The question is, when you arrive to a cold (say 30°F) cabin and light the wood stove, how long before you feel comfortable hat near the stove, and how long until the entire room is comfortable? I realize there are a lot of variables, of course.

Our stove is in the 18x18 living room, the 18x8 kitchen is through an archway. Two bedrooms off the living room are left closed off in the winter, and our bedroom off the kitchen has its own heat (antique coal stove). The wood stove is an old (I'm guessing 1960s or 70s) "Early Times" brand and probably very inefficient, basically just a steel box.. but I do like the view of the fire through the large glass doors.
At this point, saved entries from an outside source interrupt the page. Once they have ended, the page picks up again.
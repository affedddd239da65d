//! Redis FingerprintStore implementation.
//!
//! Key format: see [`KeyScheme`]. Writes touch the record key and the index
//! set inside one MULTI/EXEC transaction, so a fingerprint id is in the index
//! iff its record exists.

use std::sync::Arc;

use async_trait::async_trait;
use tokio::sync::Mutex;
use tracing::{debug, warn};

use super::pool::{ConnectionParams, ConnectionPoolManager};
use crate::storage::fingerprint_store::decode_record;
use crate::storage::{
    BlobCodec, FingerprintId, FingerprintStore, Fingerprinted, InstanceId, KeyScheme, LoadOutcome,
    Result, ScanCursor, ScanPage, StoreError,
};

/// Redis fingerprint store.
///
/// Stores each fingerprint as a string value and indexes it in a per-instance
/// set. Several instances may share one Redis database.
pub struct RedisFingerprintStore<C> {
    pool: Arc<ConnectionPoolManager>,
    keys: KeyScheme,
    codec: C,
    /// Serializes encode + transaction of concurrent saves.
    save_lock: Mutex<()>,
}

impl<C: BlobCodec> RedisFingerprintStore<C> {
    /// Create a store on top of a pool manager.
    ///
    /// # Arguments
    /// * `pool` - Connection pool, possibly shared with other stores
    /// * `instance` - Namespace of this installation
    /// * `codec` - Record serialization
    pub fn new(pool: Arc<ConnectionPoolManager>, instance: InstanceId, codec: C) -> Self {
        Self {
            pool,
            keys: KeyScheme::new(instance),
            codec,
            save_lock: Mutex::new(()),
        }
    }

    /// Create a store with its own pool.
    pub fn connect(params: ConnectionParams, instance: InstanceId, codec: C) -> Result<Self> {
        let pool = ConnectionPoolManager::new(params)?;
        Ok(Self::new(Arc::new(pool), instance, codec))
    }

    pub fn instance_id(&self) -> &InstanceId {
        self.keys.instance()
    }

    pub fn keys(&self) -> &KeyScheme {
        &self.keys
    }

    pub fn pool(&self) -> &Arc<ConnectionPoolManager> {
        &self.pool
    }

    /// Point the store at new connection parameters.
    pub async fn reconfigure(&self, params: ConnectionParams) -> Result<()> {
        self.pool.configure(params).await
    }
}

#[async_trait]
impl<C: BlobCodec> FingerprintStore for RedisFingerprintStore<C> {
    type Record = C::Record;

    async fn save(&self, record: &C::Record) -> Result<()> {
        let id = record.fingerprint_id();
        let _guard = self.save_lock.lock().await;

        let blob = self.codec.encode(record);
        let mut pipe = redis::pipe();
        pipe.atomic()
            .set(self.keys.record_key(id), blob)
            .ignore()
            .sadd(self.keys.index_key(), id.as_str())
            .ignore();

        let result: Result<()> = async {
            let mut conn = self.pool.acquire().await?;
            conn.pipeline(&pipe).await
        }
        .await;

        match result {
            Ok(()) => {
                debug!(instance = %self.keys.instance(), fingerprint = %id, "Stored fingerprint in Redis");
                Ok(())
            }
            Err(e) => {
                warn!(instance = %self.keys.instance(), fingerprint = %id, error = %e, "Failed to save fingerprint");
                Err(e)
            }
        }
    }

    async fn load(&self, id: &FingerprintId) -> Result<Option<C::Record>> {
        let blob: Option<String> = {
            let mut conn = self.pool.acquire().await?;
            conn.query(redis::cmd("GET").arg(self.keys.record_key(id)))
                .await
                .inspect_err(|e| {
                    warn!(fingerprint = %id, error = %e, "Failed to load fingerprint");
                })?
        };

        let Some(blob) = blob else {
            return Ok(None);
        };

        match decode_record(&self.codec, id, &blob) {
            Ok(record) => {
                debug!(fingerprint = %id, "Retrieved fingerprint from Redis");
                Ok(Some(record))
            }
            Err(source) => {
                warn!(fingerprint = %id, error = %source, "Stored fingerprint is corrupt");
                Err(StoreError::CorruptRecord {
                    id: id.to_string(),
                    source,
                })
            }
        }
    }

    async fn delete(&self, id: &FingerprintId) -> Result<()> {
        let mut pipe = redis::pipe();
        pipe.atomic()
            .del(self.keys.record_key(id))
            .ignore()
            .srem(self.keys.index_key(), id.as_str())
            .ignore();

        let mut conn = self.pool.acquire().await?;
        conn.pipeline::<()>(&pipe).await.inspect_err(|e| {
            warn!(fingerprint = %id, error = %e, "Failed to delete fingerprint");
        })?;

        debug!(fingerprint = %id, "Deleted fingerprint from Redis");
        Ok(())
    }

    async fn is_ready(&self) -> Result<bool> {
        let mut conn = self.pool.acquire().await?;
        let count: u64 = conn
            .query(redis::cmd("SCARD").arg(self.keys.index_key()))
            .await
            .inspect_err(|e| warn!(error = %e, "Failed to read fingerprint index"))?;
        Ok(count > 0)
    }

    async fn bulk_load(&self, ids: &[FingerprintId]) -> Result<Vec<LoadOutcome<C::Record>>> {
        if ids.is_empty() {
            return Ok(Vec::new());
        }

        let record_keys: Vec<String> = ids.iter().map(|id| self.keys.record_key(id)).collect();
        let blobs: Vec<Option<String>> = {
            let mut conn = self.pool.acquire().await?;
            conn.query(redis::cmd("MGET").arg(&record_keys))
                .await
                .inspect_err(|e| warn!(count = ids.len(), error = %e, "Failed to bulk load fingerprints"))?
        };

        if blobs.len() != ids.len() {
            return Err(StoreError::Unavailable(format!(
                "MGET returned {} values for {} keys",
                blobs.len(),
                ids.len()
            )));
        }

        let outcomes = ids
            .iter()
            .zip(blobs)
            .map(|(id, blob)| match blob {
                None => LoadOutcome::Absent,
                Some(blob) => match decode_record(&self.codec, id, &blob) {
                    Ok(record) => LoadOutcome::Found(record),
                    Err(e) => LoadOutcome::Corrupt(e),
                },
            })
            .collect();

        debug!(count = ids.len(), "Bulk loaded fingerprints from Redis");
        Ok(outcomes)
    }

    async fn scan_index(&self, cursor: &ScanCursor, batch_size: usize) -> Result<ScanPage> {
        let mut conn = self.pool.acquire().await?;

        let (next, ids): (String, Vec<String>) = conn
            .query(
                redis::cmd("SSCAN")
                    .arg(self.keys.index_key())
                    .arg(cursor.as_str())
                    .arg("COUNT")
                    .arg(batch_size.max(1)),
            )
            .await
            .inspect_err(|e| warn!(cursor = %cursor.as_str(), error = %e, "Failed to scan fingerprint index"))?;

        debug!(cursor = %cursor.as_str(), next = %next, count = ids.len(), "Scanned fingerprint index");
        Ok(ScanPage {
            cursor: ScanCursor::new(next),
            ids,
        })
    }
}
It's at least a half hour or an hour before I can warm my feet sitting right in front of the fire, and another hour before the room is comfortable... then it sucks wood, it'll only go for a couple of hours. Fortunately the coal stove in the bedroom keeps us warm all night, just gotta restart the wood stove and let it warm up while we eat breakfast in the bedroom.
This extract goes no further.